O mesmo fundo, conforme reportagens anteriores, recebeu cerca de US$ 10,6 milhões (aproximadamente R$ 61 milhões) em aportes do banqueiro Daniel Vorcaro, do Banco Master, a pedido do senador e pré-candidato à Presidência Flávio Bolsonaro (PL-RJ). A perícia, revelada na sexta-feira, 12, pelo site Metrópoles, não identifica os financiadores do fundo, mas os valores já conhecidos de Vorcaro representam mais de 80% dos custos totais do filme.

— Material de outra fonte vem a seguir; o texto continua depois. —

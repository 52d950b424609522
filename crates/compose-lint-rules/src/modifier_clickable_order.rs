//! Rule checking that clickable modifiers come after shaping modifiers.
//!
//! # Rationale
//!
//! Modifiers apply in chain order. In `Modifier.clickable { }.clip(CircleShape)`
//! the ripple and the touch target keep the rectangular bounds because
//! the clip only applies to what follows it. Shape first, then make it
//! clickable.
//!
//! # Suppression
//!
//! - `@Suppress("ModifierClickableOrder")` on the function or file
//! - `// compose-lint: allow(modifier-clickable-order)` comment

use compose_lint_core::kotlin::{chain_calls, chain_root, Call};
use compose_lint_core::syntax::{kinds, Node};
use compose_lint_core::{ConfigResolver, Emitter, Rule};

use crate::support::looks_like_modifier;

/// Rule code for modifier-clickable-order.
pub const CODE: &str = "CL010";

/// Rule name for modifier-clickable-order.
pub const NAME: &str = "modifier-clickable-order";

const CLICKABLES: &[&str] = &[
    "clickable",
    "combinedClickable",
    "selectable",
    "toggleable",
    "triStateToggleable",
];

/// Flags `clickable` applied before `clip` or a shaped `background`.
#[derive(Debug, Clone, Copy, Default)]
pub struct ModifierClickableOrder;

impl ModifierClickableOrder {
    /// Creates the rule.
    #[must_use]
    pub fn new() -> Self {
        Self
    }
}

fn is_clickable(call: &Call<'_>) -> bool {
    call.name().is_some_and(|name| CLICKABLES.contains(&name))
}

fn sets_shape(call: &Call<'_>) -> bool {
    match call.name() {
        Some("clip") => true,
        Some("background") => call.arguments().len() >= 2 || call.argument_named("shape").is_some(),
        _ => false,
    }
}

/// Outermost call of a chain starting at a modifier.
fn is_modifier_chain(node: Node<'_>) -> bool {
    node.kind() == kinds::CALL_EXPRESSION
        && !node
            .parent()
            .is_some_and(|parent| parent.kind() == kinds::NAVIGATION_EXPRESSION)
        && {
            let root = chain_root(node);
            root.kind() == kinds::IDENTIFIER && looks_like_modifier(root.original_text())
        }
}

impl Rule for ModifierClickableOrder {
    fn name(&self) -> &'static str {
        NAME
    }

    fn code(&self) -> &'static str {
        CODE
    }

    fn description(&self) -> &'static str {
        "`clickable` comes after `clip` and shaped `background` in a modifier chain"
    }

    fn visit_file(&self, file: Node<'_>, emitter: &mut dyn Emitter, _config: &ConfigResolver<'_>) {
        for chain in file.descendants().filter(|node| is_modifier_chain(*node)) {
            let calls = chain_calls(chain);
            let Some(index) = calls.iter().position(is_clickable) else {
                continue;
            };
            let Some(shape) = calls[index + 1..].iter().find(|call| sets_shape(call)) else {
                continue;
            };
            let clickable = calls[index].name().unwrap_or_default();
            let shaping = shape.name().unwrap_or_default();
            emitter.report(
                calls[index].node(),
                &format!(
                    "`{clickable}` is applied before `{shaping}`, so the click indication ignores the shape. \
                     Move `{shaping}` before `{clickable}` in the modifier chain."
                ),
                false,
            );
        }
    }
}

#[cfg(test)]
mod tests {
    use super::*;
    use crate::testing::{check_code, lines};

    #[test]
    fn test_detects_clickable_before_shape() {
        let violations = check_code(
            ModifierClickableOrder::new(),
            r"
@Composable
fun Avatar(modifier: Modifier = Modifier) {
    Image(
        modifier = modifier
            .clickable { }
            .clip(CircleShape),
    )
    Box(Modifier.selectable(selected = true) { }.background(Color.Red, RoundedCornerShape(4.dp)))
}
",
        );
        assert_eq!(lines(&violations), vec![5, 9]);
        assert!(violations[0].message.starts_with("`clickable` is applied before `clip`"));
        assert!(violations[1].message.starts_with("`selectable` is applied before `background`"));
    }

    #[test]
    fn test_accepts_shape_first_and_plain_background() {
        let violations = check_code(
            ModifierClickableOrder::new(),
            r"
@Composable
fun Avatar(modifier: Modifier = Modifier) {
    Image(modifier = modifier.clip(CircleShape).clickable { })
    Box(Modifier.clickable { }.background(Color.Red))
    Box(Modifier.clickable { }.background(color = Color.Red).padding(4.dp))
}
",
        );
        assert!(violations.is_empty());
    }
}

Detalhes do laudo pericial

A perícia encomendada pela defesa de Karina Gama detalha que a produção do longa no Brasil custou US$ 3,7 milhões (R$ 20,9 milhões), enquanto os custos nos Estados Unidos foram de US$ 9,6 milhões (R$ 54,2 milhões). O laudo afirma que “o fundo Havengate Development Fund LP celebrou contrato em 24 de fevereiro de 2025 para investimento no filme Dark Horse. Até a data de elaboração deste laudo, o aporte realizado soma US$ 13.393.081,29”. O documento conclui que os recursos foram de origem privada e abastecidos pelo fundo, sem apresentar detalhes sobre os financiadores.

Contexto da investigação

A defesa de Karina Gama contratou o laudo para rebater as suspeitas levantadas por um inquérito da Polícia Civil de São Paulo. A investigação apura se um contrato da Prefeitura de São Paulo com o Instituto Conhecer Brasil — ONG da qual Karina é dirigente — teria sido desviado para financiar a produção do filme. A perícia, no entanto, indica que os recursos vieram exclusivamente do fundo Havengate.

Mensagens do celular de Daniel Vorcaro, obtidas pela investigação, mostram que os pagamentos feitos por ele a pedido de Flávio Bolsonaro tiveram como destino o fundo Havengate somando ao menos US$ 10,6 milhões. O fundo tinha como representante o escritório de Paulo Calixto, advogado de Eduardo Bolsonaro.

Desdobramentos jurídicos

O filme “Dark Horse” também foi alvo de pedido de suspensão de exibição durante as eleições, solicitado por aliados do presidente Luiz Inácio Lula da Silva ao Tribunal Superior Eleitoral (TSE), mas o pedido foi rejeitado pelo ministro Alexandre de Moraes. A produção segue em fase de divulgação.